Viva o Gole

Escafandrista – Can’t Get Over Kasinão

Hoje não é um sabadaço, tá mais pra uma segunda. Ênfase na falta de radicais: uma segunda normal. Talvez por isso me falte um motivo excepcional para comparar com a cerveja de hoje, mas, como Vivemos o Gole – e falamos na última página do meu diário – todo momento é pra ser vivido da melhor forma.

E acho que “melhor forma” é uma ideia interessante para a metáfora líquida aqui.

Estamos em constante evolução, ou seja, todo dia aprendemos – ou deveríamos – aprender algo que nos faça “melhor”. 

Pode ser uma experiência nova, que melhora nossa sabedoria.

Pode ser um exercício a mais (hoje foi fisioterapia, pela primeira vez), que melhora nosso corpo.

Pode ser uma conversa diferente, que melhora nossa convivência como sociedade.

Anotações do sommelier

Foi um sabor novo: uma Smoothie Sour. Smoothie Sour? Quem foi que comprou uma cerveja que tenta ser suco pelo preço de uma barrel aged? Eu. Convencido pelo rótulo e pela sugestão do amigo na loja.

Segunda: um dia feio, mas que vem com energia e saúde para começar bem a semana. A Can’t Get Over Kasinão, da Escafandrista, é mais ou menos isso: feia como uma vitamina não se preocupa em ser, mas com bastante equilíbrio e variedade de sabor. Até onde eu sei, vitamina é saudável…

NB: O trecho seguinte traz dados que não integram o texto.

//! Signed session cookie handling.
//!
//! Sessions are bearer state: the server keeps no session table, the signed
//! cookie carries the whole payload. Anything that fails to parse or verify
//! resolves to "no session" rather than an error.

use axum_extra::extract::SignedCookieJar;
use axum_extra::extract::cookie::{Cookie, SameSite};
use base64::Engine as _;
use base64::engine::general_purpose::URL_SAFE_NO_PAD;
use chrono::Utc;
use serde::{Deserialize, Serialize};

use careline_core::Username;

use crate::models::session::CurrentAdmin;

/// Session cookie name.
pub const SESSION_COOKIE_NAME: &str = "careline_session";

/// Session lifetime in hours.
const SESSION_TTL_HOURS: i64 = 12;

/// What the signed cookie carries.
///
/// `expires_at` (unix seconds) is the claim the server trusts; the cookie
/// `Max-Age` merely keeps well-behaved clients from sending stale cookies.
#[derive(Debug, Serialize, Deserialize)]
struct SessionPayload {
    username: Username,
    is_super_admin: bool,
    expires_at: i64,
}

/// Build the signed session cookie for a logged-in admin.
///
/// # Errors
///
/// Returns a serialization error if the payload cannot be encoded (which
/// would indicate a bug, not bad input).
pub fn build_session_cookie(
    admin: &CurrentAdmin,
    secure: bool,
) -> Result<Cookie<'static>, serde_json::Error> {
    let payload = SessionPayload {
        username: admin.username.clone(),
        is_super_admin: admin.is_super_admin,
        expires_at: (Utc::now() + chrono::Duration::hours(SESSION_TTL_HOURS)).timestamp(),
    };
    // Base64 keeps the cookie value inside the RFC 6265 character set
    let value = URL_SAFE_NO_PAD.encode(serde_json::to_vec(&payload)?);

    Ok(Cookie::build((SESSION_COOKIE_NAME, value))
        .path("/")
        .http_only(true)
        .same_site(SameSite::Strict)
        .secure(secure)
        .max_age(time::Duration::hours(SESSION_TTL_HOURS))
        .build())
}

/// Resolve the current session from the signed jar.
///
/// Fails closed: a missing cookie, bad signature, unparseable payload, or
/// expired claim all come back as `None`.
#[must_use]
pub fn resolve_session(jar: &SignedCookieJar) -> Option<CurrentAdmin> {
    let cookie = jar.get(SESSION_COOKIE_NAME)?;
    let bytes = URL_SAFE_NO_PAD.decode(cookie.value()).ok()?;
    let payload: SessionPayload = serde_json::from_slice(&bytes).ok()?;

    if payload.expires_at <= Utc::now().timestamp() {
        return None;
    }

    Some(CurrentAdmin {
        username: payload.username,
        is_super_admin: payload.is_super_admin,
    })
}

/// The removal cookie for logout. Path must match the session cookie for
/// browsers to drop it.
#[must_use]
pub fn clear_session_cookie() -> Cookie<'static> {
    Cookie::build((SESSION_COOKIE_NAME, "")).path("/").build()
}
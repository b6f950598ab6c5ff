//! Authentication extractors for admin endpoints.
//!
//! Both extractors resolve the signed session cookie and then re-check the
//! store before trusting it: an admin deleted mid-session loses access on
//! their next request, and the super-admin flag is read fresh rather than
//! from the login-time snapshot in the cookie. The reserved super-admin
//! identity is always valid, store record or not.
//!
//! A store failure during the re-check is surfaced as service-unavailable,
//! never as "not logged in".

use axum::{
    extract::FromRequestParts,
    http::request::Parts,
};
use axum_extra::extract::SignedCookieJar;

use crate::error::AppError;
use crate::models::session::CurrentAdmin;
use crate::state::AppState;

use super::session::resolve_session;

/// Extractor that requires a logged-in admin.
///
/// Rejects with 401 if there is no valid session or the account no longer
/// exists, and 503 if the store cannot be consulted.
///
/// # Example
///
/// ```rust,ignore
/// async fn protected_handler(
///     RequireAdminAuth(admin): RequireAdminAuth,
/// ) -> impl IntoResponse {
///     format!("Hello, {}!", admin.username)
/// }
/// ```
pub struct RequireAdminAuth(pub CurrentAdmin);

impl FromRequestParts<AppState> for RequireAdminAuth {
    type Rejection = AppError;

    async fn from_request_parts(
        parts: &mut Parts,
        state: &AppState,
    ) -> Result<Self, Self::Rejection> {
        let admin = authenticate(parts, state).await?;
        Ok(Self(admin))
    }
}

/// Extractor that requires a super-admin.
///
/// Runs the same authentication as [`RequireAdminAuth`], then requires the
/// reserved identity or a store record with the super-admin flag; 403
/// otherwise.
pub struct RequireSuperAdmin(pub CurrentAdmin);

impl FromRequestParts<AppState> for RequireSuperAdmin {
    type Rejection = AppError;

    async fn from_request_parts(
        parts: &mut Parts,
        state: &AppState,
    ) -> Result<Self, Self::Rejection> {
        let admin = authenticate(parts, state).await?;

        if !admin.is_super_admin {
            return Err(AppError::Forbidden(
                "Only super admins can access this resource".to_string(),
            ));
        }

        Ok(Self(admin))
    }
}

/// Resolve and re-validate the session identity.
///
/// The returned `is_super_admin` reflects the store record as of this
/// request, not the cookie snapshot.
async fn authenticate(parts: &mut Parts, state: &AppState) -> Result<CurrentAdmin, AppError> {
    let jar = match SignedCookieJar::from_request_parts(parts, state).await {
        Ok(jar) => jar,
        Err(never) => match never {},
    };

    let session = resolve_session(&jar).ok_or(AppError::Unauthenticated)?;

    // The reserved identity exists outside the store and is always valid
    if session.username == state.config().super_admin.username {
        return Ok(CurrentAdmin {
            username: session.username,
            is_super_admin: true,
        });
    }

    // Everyone else must still have a record; deletion ends the session here
    let account = state
        .admins()
        .get(&session.username)
        .await?
        .ok_or(AppError::Unauthenticated)?;

    Ok(CurrentAdmin {
        username: account.username,
        is_super_admin: account.record.is_super_admin,
    })
}
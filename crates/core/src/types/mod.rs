//! Core types for Careline.
//!
//! This module provides type-safe wrappers for common domain concepts.

pub mod complaint_id;
pub mod status;
pub mod username;

pub use complaint_id::{ComplaintId, ComplaintIdError};
pub use status::ComplaintStatus;
pub use username::{Username, UsernameError};
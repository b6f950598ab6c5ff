//! Careline backend - complaint intake and admin triage service.
//!
//! This binary serves the patient complaint form endpoints and the admin
//! triage API on port 8000.
//!
//! # Architecture
//!
//! - Axum web framework
//! - Firebase Realtime Database (REST) for complaints and admin accounts
//! - Signed session cookies for admin authentication
//! - Argon2id password hashing
//!
//! On startup the reserved super-admin record is materialized into the store
//! if absent; the configured credentials stay the source of truth for that
//! one identity.

#![cfg_attr(not(test), forbid(unsafe_code))]

use std::sync::Arc;

use sentry::integrations::tracing as sentry_tracing;
use tracing_subscriber::{layer::SubscriberExt, util::SubscriberInitExt};

use careline_backend::config::BackendConfig;
use careline_backend::state::AppState;
use careline_backend::store::FirebaseStore;

/// Initialize Sentry error tracking and return guard that must be kept alive.
fn init_sentry(config: &BackendConfig) -> Option<sentry::ClientInitGuard> {
    let dsn = config.sentry_dsn.as_ref()?;

    let guard = sentry::init((
        dsn.as_str(),
        sentry::ClientOptions {
            release: sentry::release_name!(),
            environment: config
                .sentry_environment
                .clone()
                .map(std::borrow::Cow::Owned),
            sample_rate: config.sentry_sample_rate,
            traces_sample_rate: config.sentry_traces_sample_rate,
            attach_stacktrace: true,
            ..Default::default()
        },
    ));

    tracing::info!("Sentry initialized");
    Some(guard)
}

/// Filter tracing events to Sentry event types.
fn sentry_event_filter(metadata: &tracing::Metadata<'_>) -> sentry_tracing::EventFilter {
    match *metadata.level() {
        tracing::Level::ERROR | tracing::Level::WARN => sentry_tracing::EventFilter::Event,
        tracing::Level::INFO | tracing::Level::DEBUG => sentry_tracing::EventFilter::Breadcrumb,
        _ => sentry_tracing::EventFilter::Ignore,
    }
}

#[tokio::main]
async fn main() {
    // Load configuration from environment (needed for Sentry init)
    let config = BackendConfig::from_env().expect("Failed to load configuration");

    // Initialize Sentry (must be done before tracing subscriber)
    let _sentry_guard = init_sentry(&config);

    // Initialize tracing with EnvFilter and Sentry integration
    // Defaults to info level for our crate if RUST_LOG is not set
    let env_filter = tracing_subscriber::EnvFilter::try_from_default_env()
        .unwrap_or_else(|_| "careline_backend=info,tower_http=debug".into());

    // Use JSON format on Fly.io for structured log parsing, text format locally
    let is_fly = std::env::var("FLY_APP_NAME").is_ok();
    let json_layer = is_fly.then(|| tracing_subscriber::fmt::layer().json().flatten_event(true));
    let text_layer = (!is_fly).then(tracing_subscriber::fmt::layer);

    tracing_subscriber::registry()
        .with(env_filter)
        .with(json_layer)
        .with(text_layer)
        .with(sentry_tracing::layer().event_filter(sentry_event_filter))
        .init();

    // Connect the document store client
    let store = FirebaseStore::new(&config.firebase).expect("Failed to create store client");
    tracing::info!("Document store client created");

    let state = AppState::new(config.clone(), Arc::new(store));

    // Materialize the reserved super-admin record if this is a fresh store.
    // Idempotent, so a restart against a populated store is a no-op.
    state
        .accounts()
        .bootstrap()
        .await
        .expect("Failed to bootstrap super-admin account");

    // Build router with Sentry layers outermost for full request coverage
    let app = careline_backend::app(state)
        .layer(sentry_tower::NewSentryLayer::new_from_top())
        .layer(sentry_tower::SentryHttpLayer::new().enable_transaction());

    // Start server
    let addr = config.socket_addr();
    tracing::info!("careline backend listening on http://{}", addr);

    let listener = tokio::net::TcpListener::bind(addr)
        .await
        .expect("Failed to bind to address");

    axum::serve(listener, app)
        .with_graceful_shutdown(shutdown_signal())
        .await
        .expect("Server error");
}

/// Wait for shutdown signal (Ctrl+C or SIGTERM).
async fn shutdown_signal() {
    let ctrl_c = async {
        tokio::signal::ctrl_c()
            .await
            .expect("Failed to install Ctrl+C handler");
    };

    #[cfg(unix)]
    let terminate = async {
        tokio::signal::unix::signal(tokio::signal::unix::SignalKind::terminate())
            .expect("Failed to install signal handler")
            .recv()
            .await;
    };

    #[cfg(not(unix))]
    let terminate = std::future::pending::<()>();

    tokio::select! {
        () = ctrl_c => {},
        () = terminate => {},
    }

    tracing::info!("Shutdown signal received, starting graceful shutdown");
}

Nunca ouviu falar de Smoothie Sour? É uma sour com frutas batidas e aveia para completar o corpo na sensação de boca, no caso aqui pêssego, coco, amora e framboesa. E é o que essa cerveja entrega do começo ao fim. Se tem algo que você can’t get over nessa bebida é o coco, do aroma ao final de boca é ele quem equilibra e dá o dulçor percebido.

As outras frutas dão o frescor e a acidez, num equilíbrio bem interessante que esconde o fato de ter 6.5% de ABV – desnecessariamente alto, mas nada percebido. 

Às vezes é difícil superar um final de semana especial ou uma convicção que foi questionada. Às vezes é muito fácil, basta abrir a lata e experimentar de cabeça aberta. O Kasino também superou 20 anos de “esquecimento” e decidiu voltar com uma nova turnê, porque eu e você não faríamos o mesmo?

Pode ser que esse passo seja o próximo da sua “melhor forma”, como tem sido da minha.

Não precisava ser um sabadaço, uma segunda tá bom. Já valeu como som e sabor da noite.